§ Data extracted from a collection
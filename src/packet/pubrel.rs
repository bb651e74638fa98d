//! PUBREL

identifier_packet! {
    /// `PUBREL` packet, carries the fixed flags `0b0010`
    PubrelPacket => PublishRelease
}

§ AIM OF THE EXERCISE
The output should match the records above exactly, entry for entry.

§ YOUR SOLUTION
filename src/packet/pubrel.rs
repository bb651e74638fa98d
//! PUBREL

identifier_packet! {
    /// `PUBREL` packet, carries the fixed flags `0b0010`
    PubrelPacket => PublishRelease
}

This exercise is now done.